Il est intéressant d’observer que ces hommes à qui l’on refusait tous les droits de citoyens, voulaient en remplir si exactement les charges, qu’ils employèrent leur autorité à réprimer la contrebande. Voici ce qu’ils décidèrent en 1730 : « Les membres de nos Églises, qui, pour se dispenser de payer les droits dus au roi, feront ou autoriseront la contrebande, seront d’abord censurés, et, s’ils y retombent, exposés à l’excommunication majeure. L’assemblée ne comprend point dans cet article la contrebande des livres de religion, qui ne porte aucun préjudice au roi ni à l’Etat. »

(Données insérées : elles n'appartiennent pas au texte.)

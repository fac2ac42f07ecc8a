//! ---
//! freed_section: "15-testing-qa-runbook"
//! freed_subsection: "integration-tests"
//! freed_type: "source"
//! freed_scope: "code"
//! freed_description: "Simulator to validator sessions over the loopback interface."
//! freed_version: "v1.0.0"
//! freed_owner: "tbd"
//! ---
use std::net::{IpAddr, Ipv4Addr};
use std::time::Duration;

use freed_common::{cancel_pair, CancelSignal, ListenerConfig, SimulatorConfig};
use freed_proto::OutcomeKind;
use freed_sim::{PatternKind, PatternSpec, SampleEvent, SimError, SimState, Simulator};
use freed_validator::{Listener, ListenerEvent, ListenerExit};

async fn loopback_listener(timeout: Duration) -> Listener {
    let config = ListenerConfig {
        ip: IpAddr::V4(Ipv4Addr::LOCALHOST),
        port: 0,
        inactivity_timeout: Some(timeout),
        ..ListenerConfig::default()
    };
    Listener::bind(&config).await.expect("bind listener")
}

fn circle(duration: Duration, rate_hz: f64) -> PatternSpec {
    PatternSpec::builder(PatternKind::Circle)
        .duration(duration)
        .rate_hz(rate_hz)
        .build()
        .expect("valid spec")
}

fn sim_config(port: u16) -> SimulatorConfig {
    SimulatorConfig {
        target_ip: IpAddr::V4(Ipv4Addr::LOCALHOST),
        port,
        ..SimulatorConfig::default()
    }
}

#[tokio::test(flavor = "multi_thread", worker_threads = 2)]
async fn one_second_circle_arrives_intact() {
    let mut listener = loopback_listener(Duration::from_millis(750)).await;
    let port = listener.local_addr().expect("local addr").port();

    let receiving = tokio::spawn(async move {
        let mut kinds = Vec::new();
        let exit = listener
            .run(&mut CancelSignal::never(), |event| {
                if let ListenerEvent::Packet(report) = event {
                    kinds.push(report.kind());
                }
            })
            .await
            .expect("listener session");
        (exit, kinds, listener.summary())
    });

    let mut simulator =
        Simulator::new(circle(Duration::from_secs(1), 30.0), sim_config(port)).expect("simulator");
    let report = simulator
        .run(&mut CancelSignal::never(), |_| {})
        .await
        .expect("simulation");
    assert_eq!(report.state, SimState::Completed);
    assert_eq!(report.sent, 30);
    assert_eq!(report.failed, 0);
    assert_eq!(report.planned, Some(30));

    let (exit, kinds, summary) = receiving.await.expect("listener task");
    assert_eq!(exit, ListenerExit::InactivityTimeout);
    assert_eq!(kinds.len(), 30);
    assert!(kinds.iter().all(|kind| *kind == OutcomeKind::Valid));
    assert_eq!(summary.valid, 30);
    assert_eq!(summary.invalid(), 0);
}

#[tokio::test(flavor = "multi_thread", worker_threads = 2)]
async fn cancelling_stops_the_stream() {
    let mut listener = loopback_listener(Duration::from_millis(500)).await;
    let port = listener.local_addr().expect("local addr").port();
    let receiving = tokio::spawn(async move {
        listener
            .run(&mut CancelSignal::never(), |_| {})
            .await
            .expect("listener session");
        listener.summary()
    });

    let mut simulator =
        Simulator::new(circle(Duration::from_secs(5), 50.0), sim_config(port)).expect("simulator");
    let (handle, mut signal) = cancel_pair();
    let mut sent = 0u64;
    let report = simulator
        .run(&mut signal, |event| {
            if let SampleEvent::Sent(_) = event {
                sent += 1;
                if sent == 10 {
                    handle.cancel();
                }
            }
        })
        .await
        .expect("simulation");
    assert_eq!(report.state, SimState::Cancelled);
    assert_eq!(report.sent, 10);
    assert!(report.sent < report.planned.expect("bounded run"));

    let summary = receiving.await.expect("listener task");
    assert_eq!(summary.valid, 10);
    assert_eq!(summary.invalid(), 0);

    assert!(matches!(
        simulator.run(&mut CancelSignal::never(), |_| {}).await,
        Err(SimError::NotIdle(SimState::Cancelled))
    ));
}

#[test]
fn unknown_pattern_is_rejected_by_name() {
    let err = "hexagon".parse::<PatternKind>().unwrap_err();
    assert!(matches!(err, SimError::UnknownPattern(ref name) if name == "hexagon"));
    assert!(err.to_string().contains("circle, figure8, oscillate"));
}
//! ---
//! freed_section: "01-core-functionality"
//! freed_subsection: "module"
//! freed_type: "source"
//! freed_scope: "code"
//! freed_description: "Duration and rate helpers shared by the session engines."
//! freed_version: "v1.0.0"
//! freed_owner: "tbd"
//! ---
use std::time::Duration;

/// Convert a duration into microseconds, saturating at `u64::MAX`.
pub fn duration_to_micros(duration: Duration) -> u64 {
    duration
        .as_secs()
        .saturating_mul(1_000_000)
        .saturating_add(u64::from(duration.subsec_micros()))
}

/// Offset of sample `index` in a stream running at `rate_hz`.
pub fn offset_for_index(index: u64, rate_hz: f64) -> Duration {
    if !(rate_hz.is_finite() && rate_hz > 0.0) {
        return Duration::ZERO;
    }
    Duration::from_secs_f64(index as f64 / rate_hz)
}

/// Events per second over `elapsed`; zero when nothing elapsed.
pub fn achieved_rate(count: u64, elapsed: Duration) -> f64 {
    let secs = elapsed.as_secs_f64();
    if secs <= 0.0 {
        0.0
    } else {
        count as f64 / secs
    }
}

/// Scale a recorded offset by a playback speed factor.
pub fn scale_offset(offset: Duration, speed: f64) -> Duration {
    if !(speed.is_finite() && speed > 0.0) {
        return offset;
    }
    Duration::from_secs_f64(offset.as_secs_f64() / speed)
}

#[cfg(test)]
mod tests {
    use super::*;

    #[test]
    fn micros_saturate() {
        assert_eq!(duration_to_micros(Duration::from_millis(3)), 3_000);
        assert_eq!(duration_to_micros(Duration::MAX), u64::MAX);
    }

    #[test]
    fn offsets_follow_rate() {
        assert_eq!(offset_for_index(0, 30.0), Duration::ZERO);
        assert_eq!(offset_for_index(50, 50.0), Duration::from_secs(1));
        assert_eq!(offset_for_index(5, 0.0), Duration::ZERO);
    }

    #[test]
    fn rate_and_speed() {
        assert_eq!(achieved_rate(30, Duration::from_secs(1)), 30.0);
        assert_eq!(achieved_rate(30, Duration::ZERO), 0.0);
        assert_eq!(
            scale_offset(Duration::from_secs(2), 2.0),
            Duration::from_secs(1)
        );
        assert_eq!(
            scale_offset(Duration::from_secs(2), -1.0),
            Duration::from_secs(2)
        );
    }
}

Le réveil du Languedoc et du Dauphiné émut d’autres provinces d’une pieuse jalousie. Le Rouergue, la Guyenne, le Quercy, la Saintonge, le pays d’Aunis, le Poitou, reprirent leurs assemblées et demandèrent des pasteurs. Il y en avait peu. Antoine Court allait chercher derrière la charrue, dans la boutique du marchand, dans l’atelier du manœuvre, les jeunes gens qui lui paraissaient propres à cette sainte vocation ; mais l’enseignement qu’ils pouvaient recevoir dans une vie nomade était insuffisant.

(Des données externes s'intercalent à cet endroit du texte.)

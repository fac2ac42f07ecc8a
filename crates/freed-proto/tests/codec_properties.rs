//! ---
//! freed_section: "02-protocol"
//! freed_subsection: "tests"
//! freed_type: "source"
//! freed_scope: "test"
//! freed_description: "Behavioural checks for the D1 codec."
//! freed_version: "v1.0.0"
//! freed_owner: "tbd"
//! ---
use freed_proto::{decode, encode, try_decode, OutcomeKind, Pose, ValidationOutcome, FRAME_LEN};

fn sample_poses() -> Vec<Pose> {
    vec![
        Pose::new(0),
        Pose::new(1)
            .with_position(1000.0, -500.0, 2000.0)
            .with_orientation(45.0, -30.0, 0.0)
            .with_lens(32_768, 16_384),
        Pose::new(255)
            .with_position(-131_072.0, 131_071.984_375, 0.015_625)
            .with_orientation(-180.0, 90.0, 179.999_969_482_421_9)
            .with_lens(0xFF_FFFF, 0)
            .with_spare([0x12, 0x34]),
        // Not on the wire grid; compared after quantisation.
        Pose::new(9)
            .with_position(12.345_678, -9_876.543_21, 0.001)
            .with_orientation(123.456_789, -12.345_678, -0.000_001),
    ]
}

#[test]
fn decode_of_encode_yields_quantized_pose() {
    for pose in sample_poses() {
        let outcome = decode(encode(&pose).as_bytes());
        assert_eq!(outcome, ValidationOutcome::Valid(pose.quantized()), "{pose}");
    }
}

#[test]
fn quantized_poses_are_codec_fixed_points() {
    for pose in sample_poses() {
        let once = pose.quantized();
        let frame = encode(&once);
        assert_eq!(try_decode(frame.as_bytes()), Ok(once));
        assert_eq!(encode(&once), frame, "re-encoding must be byte identical");
    }
}

#[test]
fn any_single_bit_flip_is_rejected() {
    for pose in sample_poses() {
        let frame = encode(&pose);
        for byte in 0..FRAME_LEN {
            for bit in 0..8 {
                let mut corrupted = *frame.as_bytes();
                corrupted[byte] ^= 1 << bit;
                let kind = decode(&corrupted).kind();
                assert!(
                    matches!(kind, OutcomeKind::BadChecksum | OutcomeKind::OutOfRangeField),
                    "flip of byte {byte} bit {bit} produced {kind}"
                );
            }
        }
    }
}

#[test]
fn one_byte_short_is_too_short_and_exact_length_is_valid() {
    for pose in sample_poses() {
        let frame = encode(&pose);
        let bytes = frame.as_bytes();
        assert_eq!(decode(&bytes[..FRAME_LEN - 1]).kind(), OutcomeKind::TooShort);
        assert_eq!(decode(&bytes[..FRAME_LEN]).kind(), OutcomeKind::Valid);
    }
    assert_eq!(decode(&[]).kind(), OutcomeKind::TooShort);
}

#[test]
fn legacy_ascii_header_is_rejected() {
    // Packets starting with 'D' (0x44) were emitted by an early prototype.
    let mut bytes = *encode(&Pose::new(1)).as_bytes();
    let delta = 0xD1u8.wrapping_sub(0x44);
    bytes[0] = 0x44;
    bytes[FRAME_LEN - 1] = bytes[FRAME_LEN - 1].wrapping_add(delta);
    assert_eq!(decode(&bytes).kind(), OutcomeKind::BadHeader);
}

Le restaurateur du protestantisme français se mit alors à réfléchir sur la nécessité d’une école de théologie. On ne pouvait songer à l’ouvrir en France. Les universités d’Angleterre et d’Allemagne étaient trop loin de nos provinces méridionales et ne parlaient pas notre langue. Genève était trop près, et son académie trop sévèrement surveillée. Antoine Court se décida pour Lausanne. Ses longues et pressantes sollicitations, ses infatigables démarches, les libéralités de la Suisse, de la Grande-Bretagne et des autres puissances protestantes servirent à y fonder un séminaire théologique français. Court alla lui-même s’y établir, en 1730, avec le titre de député général des Églises, et dirigea cette école dans les trente dernières années de sa vie. C’est de là que sont sortis tous les pasteurs protestants de France jusqu’au règne de Napoléon.